С течением времени становится заметным продвижение этих новых явлений на восток, что соответствует в данном случае не менее мощному продвижению человеческих масс, чем то, которое повлекло за собой вторжение в Италию. Как уже было сказано, это вполне соответствует традиции, сохраненной Титом Ливием. Особенно интенсивным продвижение кельтов на восток сделалось в середине и во второй половине IV в. до н. э., и шло оно главным образом но левому берегу Дуная. В 335 г. именно на этой реке Александр Македонский и встретил кельтов. Последующее движение привело их в глубь самой Греции.
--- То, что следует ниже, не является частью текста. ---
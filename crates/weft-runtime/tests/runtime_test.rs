//! Integration tests for NodeRuntime::execute_node.

use std::sync::Arc;
use std::sync::atomic::{AtomicU32, Ordering};

use async_trait::async_trait;
use serde_json::{Value, json};
use tokio_util::sync::CancellationToken;
use weft_config::{ErrorRecoveryStrategy, Settings};
use weft_runtime::{ExecutorRegistry, NodeRuntime, RuntimeError};
use weft_workflow::{
  ExecutionState, NodeError, NodeExecutor, NodeResult, NodeStatus, WorkflowContext, WorkflowNode,
};

/// Fails `failures` times, then echoes the node config.
struct Flaky {
  failures: u32,
  calls: AtomicU32,
}

impl Flaky {
  fn new(failures: u32) -> Arc<Self> {
    Arc::new(Self {
      failures,
      calls: AtomicU32::new(0),
    })
  }
}

#[async_trait]
impl NodeExecutor for Flaky {
  async fn execute(
    &self,
    node: &WorkflowNode,
    _context: &WorkflowContext,
    _state: &ExecutionState,
  ) -> Result<NodeResult, NodeError> {
    let n = self.calls.fetch_add(1, Ordering::SeqCst) + 1;
    if n <= self.failures {
      Err(NodeError::new("HttpError", format!("503 on call {}", n)))
    } else {
      Ok(NodeResult::success(node.config.clone()))
    }
  }
}

/// Returns an error result instead of an `Err`.
struct Unhealthy;

#[async_trait]
impl NodeExecutor for Unhealthy {
  async fn execute(
    &self,
    _node: &WorkflowNode,
    _context: &WorkflowContext,
    _state: &ExecutionState,
  ) -> Result<NodeResult, NodeError> {
    Ok(NodeResult::error("service unhealthy"))
  }
}

fn runtime_with(node_type: &str, executor: Arc<dyn NodeExecutor>) -> NodeRuntime {
  let registry = ExecutorRegistry::new().with_executor(node_type, executor);
  NodeRuntime::with_registry(registry, &Settings::default())
}

fn fallback_script() -> Value {
  json!({
    "functions": [{
      "name": "main",
      "body": [{ "type": "return", "value": { "type": "object_literal", "properties": { "cached": true } } }]
    }]
  })
}

async fn run(runtime: &NodeRuntime, node: &WorkflowNode, context: &WorkflowContext) -> Result<NodeResult, RuntimeError> {
  runtime
    .execute_node(node, context, &ExecutionState::default(), CancellationToken::new())
    .await
}

#[tokio::test]
async fn test_script_node_success() {
  let runtime = NodeRuntime::from_settings(&Settings::default());
  let context = WorkflowContext::new("t1", "u1", "e1").with_data(json!({ "a": 2, "b": 3 }));
  let node = WorkflowNode::new("sum", "script").with_config(json!({
    "script": {
      "functions": [{
        "name": "main",
        "params": [{ "name": "a" }, { "name": "b" }],
        "body": [{
          "type": "return",
          "value": { "type": "binary_expression", "operator": "+", "left": "$ref:params.a", "right": "$ref:params.b" }
        }]
      }]
    },
    "args": ["$ref:data.a", "$ref:data.b"]
  }));

  let result = run(&runtime, &node, &context).await.unwrap();
  assert_eq!(result.status, NodeStatus::Success);
  assert_eq!(result.output, json!(5));
  assert_eq!(runtime.recovery().metrics().total_errors, 0);
}

#[tokio::test(start_paused = true)]
async fn test_retry_recovers_flaky_node() {
  let runtime = runtime_with("http", Flaky::new(2));
  let node = WorkflowNode::new("fetch", "http")
    .with_config(json!({ "url": "https://example.test" }))
    .with_recovery(ErrorRecoveryStrategy::retry(3).with_retry_delay_ms(50));

  let result = run(&runtime, &node, &WorkflowContext::default()).await.unwrap();
  assert!(result.is_success());
  assert_eq!(result.output, json!({ "url": "https://example.test" }));

  let states = runtime.recovery().error_states_for_node("fetch");
  assert_eq!(states.len(), 1);
  assert!(states[0].recovered);
  // The first failure triggered recovery; retries 1 and 2 cover the
  // second failure and the success.
  assert_eq!(states[0].attempts.len(), 2);
  assert_eq!(runtime.recovery().recovery_success_rate(), 100.0);
}

#[tokio::test]
async fn test_fallback_to_script() {
  let runtime = runtime_with("http", Flaky::new(u32::MAX));
  let context = WorkflowContext::default().with_script("cache", fallback_script());
  let node = WorkflowNode::new("fetch", "http")
    .with_config(json!({ "script": "cache" }))
    .with_recovery(ErrorRecoveryStrategy::fallback("script"));

  let result = run(&runtime, &node, &context).await.unwrap();
  assert!(result.is_success());
  assert_eq!(result.output, json!({ "cached": true }));
}

#[tokio::test]
async fn test_skip_yields_skipped_result() {
  let runtime = runtime_with("http", Arc::new(Unhealthy));
  let node = WorkflowNode::new("fetch", "http").with_recovery(ErrorRecoveryStrategy::skip());

  let result = run(&runtime, &node, &WorkflowContext::default()).await.unwrap();
  assert_eq!(result.status, NodeStatus::Skipped);
  assert_eq!(result.output, json!({}));
}

#[tokio::test]
async fn test_default_strategy_fails() {
  let runtime = runtime_with("http", Arc::new(Unhealthy));
  let node = WorkflowNode::new("fetch", "http");

  let result = run(&runtime, &node, &WorkflowContext::default()).await.unwrap();
  assert_eq!(result.status, NodeStatus::Error);
  assert_eq!(result.error.as_deref(), Some("service unhealthy"));

  let metrics = runtime.recovery().metrics();
  assert_eq!(metrics.recovery_failed, 1);
  assert_eq!(metrics.errors_by_type.get("NodeExecutionError"), Some(&1));
}

#[tokio::test]
async fn test_unknown_node_type_goes_through_recovery() {
  let runtime = NodeRuntime::from_settings(&Settings::default());
  let node = WorkflowNode::new("n1", "lua");

  let result = run(&runtime, &node, &WorkflowContext::default()).await.unwrap();
  assert_eq!(result.status, NodeStatus::Error);
  assert_eq!(
    runtime.recovery().metrics().errors_by_type.get("UnknownNodeType"),
    Some(&1)
  );
}

#[tokio::test]
async fn test_configuration_error_bypasses_recovery() {
  let runtime = NodeRuntime::from_settings(&Settings::default());
  let context = WorkflowContext::default().with_script("cache", fallback_script());
  let node = WorkflowNode::new("n1", "script")
    .with_config(json!({ "script": "cache", "function": "missing" }))
    .with_recovery(ErrorRecoveryStrategy::skip());

  let err = run(&runtime, &node, &context).await.unwrap_err();
  match err {
    RuntimeError::Configuration { node_id, kind, message } => {
      assert_eq!(node_id, "n1");
      assert_eq!(kind, "FunctionNotFound");
      assert_eq!(message, "Function not found: missing");
    }
    other => panic!("expected configuration error, got {:?}", other),
  }
  assert_eq!(runtime.recovery().metrics().total_errors, 0);
}

#[tokio::test]
async fn test_cancelled_before_start() {
  let runtime = NodeRuntime::from_settings(&Settings::default());
  let node = WorkflowNode::new("n1", "script");
  let cancel = CancellationToken::new();
  cancel.cancel();

  let err = runtime
    .execute_node(&node, &WorkflowContext::default(), &ExecutionState::default(), cancel)
    .await
    .unwrap_err();
  assert!(matches!(err, RuntimeError::Cancelled));
}

#[tokio::test(start_paused = true)]
async fn test_cancel_during_retry_backoff() {
  let runtime = runtime_with("http", Flaky::new(u32::MAX));
  let node = WorkflowNode::new("fetch", "http")
    .with_recovery(ErrorRecoveryStrategy::retry(5).with_retry_delay_ms(60_000));
  let cancel = CancellationToken::new();

  let trigger = cancel.clone();
  tokio::spawn(async move {
    tokio::time::sleep(std::time::Duration::from_secs(1)).await;
    trigger.cancel();
  });

  let err = runtime
    .execute_node(&node, &WorkflowContext::default(), &ExecutionState::default(), cancel)
    .await
    .unwrap_err();
  assert!(matches!(err, RuntimeError::Cancelled));

  let states = runtime.recovery().error_states_for_node("fetch");
  assert_eq!(states.len(), 1);
  assert!(!states[0].recovered);
}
Рубеж IV-III вв. является, по-видимому, периодом наибольшего масштаба кельтской экспансии. В начале III в. власть кельтов в Северной Италии впервые начинает колебаться. В 283 г. римлянам удалось захватить стратегически важную территорию сенонов, вследствие чего возможности военных набегов кельтов резко сократились, а соответственно сократился и приток свежих отрядов из-за Альп. Это обстоятельство обусловило усиление экспансии на восток и, возможно, на запад (см. выше). Тем не менее кульминационный момент кельтских миграций остается позади и впредь территория кельтского мира только сокращается.

Кельтское общество периода экспансии мало чем напоминает предшествующую эпоху. Первая бросающаяся в глаза его черта - своеобразная нивелировка социальных слоев. В это время сильно укрепленные поселения знати гальштаттского времени почти повсеместно прекращают свое существование и жизнь сосредоточивается в сравнительно небольших поселениях, которые к настоящему моменту изучены во многих странах. Крупные могильники (типа марнских) являются в эту эпоху исключением, зато их количество в издавна заселенных зонах существенно увеличивается. Статистика позволяет установить, что мужское население каждого поколения вряд ли превышало в соответствующих этим могильникам поселениях 10-15 человек. Такие объединения составляли, по-видимому, основную единицу кельтского общества среднелатенского времени.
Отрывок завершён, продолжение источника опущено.